Now we will implement the docker-compose file that will pull the images of Kibana and ElasticSearch from DockerHub, run the containers and set up the network and environment for their interaction.
version: '3.7'
services:
elasticsearch:
image: docker.elastic.co/elasticsearch/elasticsearch:7.17.0
container_name: elasticsearch
environment:
- xpack.monitoring.enabled=true
- xpack.watcher.enabled=false
- "ES_JAVA_OPTS=-Xms512m -Xmx512m"
- discovery.type=single-node
ports:
- "9200:9200"
volumes:
- elasticsearch-data:/usr/share/elasticsearch/data
networks:
- elastic
kibana:
image: docker.elastic.co/kibana/kibana:7.17.0
container_name: kibana
ports:
- "5601:5601"
environment:
- ELASTICSEARCH_URL=http://elasticsearch:9200
depends_on:
- elasticsearch
networks:
- elastic
networks:
elastic:
driver: bridge
volumes:
elasticsearch-data:
We can run the file by executing a simple command:
docker-compose up -d
Visualising Logs in Kibana
Once you have your logs being sent to ElasticSearch, you can use Kibana to visualise and analyse these logs. Kibana provides a powerful and user-friendly interface for exploring your data. Follow these steps to set up Kibana and start visualising your logs:
Step 1: Open Kibana in Your Browser
Open your browser and navigate to Kibana, which should be running on http://localhost:5601.
Step 2: Create an Index Pattern
To visualise your logs, you need to create an index pattern in Kibana:
- Go to Management: In the Kibana sidebar, click on Management.
- Select Stack Management: Under the Management section, click on Stack Management.
- Index Patterns: In the Stack Management section, click on Index Patterns.
Step 3: Create a New Index Pattern
- Create Index Pattern: Click on the Create index pattern button.
- Define Index Pattern: Enter distributed-logs-* in the Index pattern field.
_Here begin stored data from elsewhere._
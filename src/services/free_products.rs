use crate::{
    entities::free_product::{self, Entity as FreeProduct, Model as FreeProductModel},
    errors::ServiceError,
};
use chrono::Utc;
use sea_orm::{
    ActiveModelTrait, ColumnTrait, Condition, DatabaseConnection, EntityTrait, QueryFilter,
    QueryOrder, Set,
};
use serde::Deserialize;
use std::collections::BTreeSet;
use std::sync::Arc;
use tracing::{info, instrument};
use utoipa::ToSchema;
use uuid::Uuid;

#[derive(Debug, Clone, Deserialize, ToSchema)]
pub struct CreateFreeProductInput {
    #[serde(alias = "productId")]
    pub product_id: Uuid,
    #[serde(alias = "minOrderValue")]
    pub min_order_value: i64,
    #[serde(default, alias = "maxOrderValue")]
    pub max_order_value: Option<i64>,
    #[serde(default = "default_enabled")]
    pub enabled: bool,
}

#[derive(Debug, Clone, Default, Deserialize, ToSchema)]
pub struct UpdateFreeProductInput {
    #[serde(alias = "productId")]
    pub product_id: Option<Uuid>,
    #[serde(alias = "minOrderValue")]
    pub min_order_value: Option<i64>,
    /// Explicit `null` removes the upper bound.
    #[serde(default, alias = "maxOrderValue", deserialize_with = "some_nullable")]
    #[schema(value_type = Option<i64>)]
    pub max_order_value: Option<Option<i64>>,
    pub enabled: Option<bool>,
}

fn default_enabled() -> bool {
    true
}

fn some_nullable<'de, D>(deserializer: D) -> Result<Option<Option<i64>>, D::Error>
where
    D: serde::Deserializer<'de>,
{
    Option::<i64>::deserialize(deserializer).map(Some)
}

pub fn check_band(min_order_value: i64, max_order_value: Option<i64>) -> Result<(), ServiceError> {
    if min_order_value <= 0 {
        return Err(ServiceError::ValidationError(
            "min_order_value must be greater than zero".into(),
        ));
    }
    if let Some(max) = max_order_value {
        if max <= min_order_value {
            return Err(ServiceError::ValidationError(
                "max_order_value must be greater than min_order_value".into(),
            ));
        }
    }
    Ok(())
}

/// Inclusive bands; a missing maximum extends to infinity.
pub fn bands_overlap(a: (i64, Option<i64>), b: (i64, Option<i64>)) -> bool {
    let a_max = a.1.unwrap_or(i64::MAX);
    let b_max = b.1.unwrap_or(i64::MAX);
    a.0 <= b_max && b.0 <= a_max
}

pub fn any_band_covers(bands: &[FreeProductModel], cart_value: i64) -> bool {
    bands
        .iter()
        .any(|band| band.enabled && band.covers(cart_value))
}

#[derive(Clone)]
pub struct FreeProductService {
    db: Arc<DatabaseConnection>,
}

impl FreeProductService {
    pub fn new(db: Arc<DatabaseConnection>) -> Self {
        Self { db }
    }

    pub async fn list_enabled(&self) -> Result<Vec<FreeProductModel>, ServiceError> {
        Ok(FreeProduct::find()
            .filter(free_product::Column::Enabled.eq(true))
            .order_by_asc(free_product::Column::MinOrderValue)
            .all(&*self.db)
            .await?)
    }

    pub async fn list_all(&self) -> Result<Vec<FreeProductModel>, ServiceError> {
        Ok(FreeProduct::find()
            .order_by_asc(free_product::Column::ProductId)
            .order_by_asc(free_product::Column::MinOrderValue)
            .all(&*self.db)
            .await?)
    }

    #[instrument(skip(self))]
    pub async fn is_eligible(&self, product_id: Uuid, cart_value: i64) -> Result<bool, ServiceError> {
        let bands = FreeProduct::find()
            .filter(free_product::Column::ProductId.eq(product_id))
            .filter(free_product::Column::Enabled.eq(true))
            .all(&*self.db)
            .await?;
        Ok(any_band_covers(&bands, cart_value))
    }

    /// Every product with an enabled band covering `cart_value`.
    pub async fn eligible_products(&self, cart_value: i64) -> Result<Vec<Uuid>, ServiceError> {
        let bands = FreeProduct::find()
            .filter(free_product::Column::Enabled.eq(true))
            .filter(free_product::Column::MinOrderValue.lte(cart_value))
            .filter(
                Condition::any()
                    .add(free_product::Column::MaxOrderValue.is_null())
                    .add(free_product::Column::MaxOrderValue.gte(cart_value)),
            )
            .all(&*self.db)
            .await?;

        let ids: BTreeSet<Uuid> = bands.into_iter().map(|band| band.product_id).collect();
        Ok(ids.into_iter().collect())
    }

    async fn ensure_no_overlap(
        &self,
        product_id: Uuid,
        band: (i64, Option<i64>),
        exclude: Option<Uuid>,
    ) -> Result<(), ServiceError> {
        let siblings = FreeProduct::find()
            .filter(free_product::Column::ProductId.eq(product_id))
            .all(&*self.db)
            .await?;

        let clash = siblings
            .iter()
            .filter(|other| Some(other.id) != exclude)
            .find(|other| bands_overlap(band, (other.min_order_value, other.max_order_value)));

        match clash {
            Some(other) => Err(ServiceError::ValidationError(format!(
                "Order value band overlaps existing band {} for product {}",
                other.id, product_id
            ))),
            None => Ok(()),
        }
    }

    #[instrument(skip(self))]
    pub async fn create(
        &self,
        input: CreateFreeProductInput,
    ) -> Result<FreeProductModel, ServiceError> {
        check_band(input.min_order_value, input.max_order_value)?;
        self.ensure_no_overlap(
            input.product_id,
            (input.min_order_value, input.max_order_value),
            None,
        )
        .await?;

        let now = Utc::now();
        let model = free_product::ActiveModel {
            id: Set(Uuid::new_v4()),
            product_id: Set(input.product_id),
            min_order_value: Set(input.min_order_value),
            max_order_value: Set(input.max_order_value),
            enabled: Set(input.enabled),
            created_at: Set(now),
            updated_at: Set(now),
        }
        .insert(&*self.db)
        .await?;

        info!(free_product_id = %model.id, product_id = %model.product_id, "free product band created");
        Ok(model)
    }

    #[instrument(skip(self))]
    pub async fn update(
        &self,
        id: Uuid,
        input: UpdateFreeProductInput,
    ) -> Result<FreeProductModel, ServiceError> {
        let existing = FreeProduct::find_by_id(id)
            .one(&*self.db)
            .await?
            .ok_or_else(|| ServiceError::NotFound(format!("Free product {} not found", id)))?;

        let product_id = input.product_id.unwrap_or(existing.product_id);
        let min_order_value = input.min_order_value.unwrap_or(existing.min_order_value);
        let max_order_value = input.max_order_value.unwrap_or(existing.max_order_value);
        check_band(min_order_value, max_order_value)?;
        self.ensure_no_overlap(product_id, (min_order_value, max_order_value), Some(id))
            .await?;

        let enabled = input.enabled.unwrap_or(existing.enabled);
        let mut active: free_product::ActiveModel = existing.into();
        active.product_id = Set(product_id);
        active.min_order_value = Set(min_order_value);
        active.max_order_value = Set(max_order_value);
        active.enabled = Set(enabled);
        active.updated_at = Set(Utc::now());

        let model = active.update(&*self.db).await?;
        info!(free_product_id = %id, "free product band updated");
        Ok(model)
    }

    #[instrument(skip(self))]
    pub async fn delete(&self, id: Uuid) -> Result<(), ServiceError> {
        let result = FreeProduct::delete_by_id(id).exec(&*self.db).await?;
        if result.rows_affected == 0 {
            return Err(ServiceError::NotFound(format!("Free product {} not found", id)));
        }
        info!(free_product_id = %id, "free product band deleted");
        Ok(())
    }
}

#[cfg(test)]
mod tests {
    use super::*;

    fn band(min: i64, max: Option<i64>, enabled: bool) -> FreeProductModel {
        let now = Utc::now();
        FreeProductModel {
            id: Uuid::new_v4(),
            product_id: Uuid::nil(),
            min_order_value: min,
            max_order_value: max,
            enabled,
            created_at: now,
            updated_at: now,
        }
    }

    #[test]
    fn open_ended_band_covers_everything_above_minimum() {
        let bands = vec![band(1_000, None, true)];
        assert!(!any_band_covers(&bands, 999));
        assert!(any_band_covers(&bands, 1_000));
        assert!(any_band_covers(&bands, 1_000_000));
    }

    #[test]
    fn disabled_bands_never_match() {
        let bands = vec![band(1_000, None, false)];
        assert!(!any_band_covers(&bands, 5_000));
    }

    #[test]
    fn any_of_several_bands_is_enough() {
        let bands = vec![band(1_000, Some(1_999), true), band(5_000, None, true)];
        assert!(any_band_covers(&bands, 1_999));
        assert!(!any_band_covers(&bands, 3_000));
        assert!(any_band_covers(&bands, 5_000));
    }

    #[test]
    fn band_validation() {
        assert!(check_band(0, None).is_err());
        assert!(check_band(1_000, Some(1_000)).is_err());
        assert!(check_band(1_000, Some(1_001)).is_ok());
        assert!(check_band(1, None).is_ok());
    }

    #[test]
    fn overlap_detection_is_inclusive() {
        assert!(bands_overlap((1_000, Some(2_000)), (2_000, None)));
        assert!(!bands_overlap((1_000, Some(1_999)), (2_000, None)));
        assert!(bands_overlap((1_000, None), (50_000, Some(60_000))));
        assert!(!bands_overlap((3_000, Some(4_000)), (1_000, Some(2_000))));
    }
}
This pattern matches the index names created by SeriLog in ElasticSearch.
- Set Time Field: Select @timestamp from the Time field dropdown. This field is automatically generated by SeriLog and is used by Kibana to filter and sort log entries by time.
- Save Index Pattern: Click the Create index pattern button to save your new index pattern.
Step 4: Navigate to Discover
- Go to Discover: In the Kibana sidebar, click on Discover. This is where you can explore and query your log data.
- Select Index Pattern: Ensure that the newly created distributed-logs-* index pattern is selected from the index pattern dropdown at the top left.
View Logs: You should now see your logs in the Discover view. You can use the search bar at the top to filter logs, and the time filter to narrow down the logs to a specific timeframe.
Conclusion
In this blog, we set up a distributed logging system using ElasticSearch, Kibana, and SeriLog. This setup allows you to centralise logs from multiple sources, making it easier to monitor and analyse your distributed applications. With the power of ElasticSearch and Kibana, you can create insightful visualisations and dashboards to gain deeper insights into your system’s behaviour.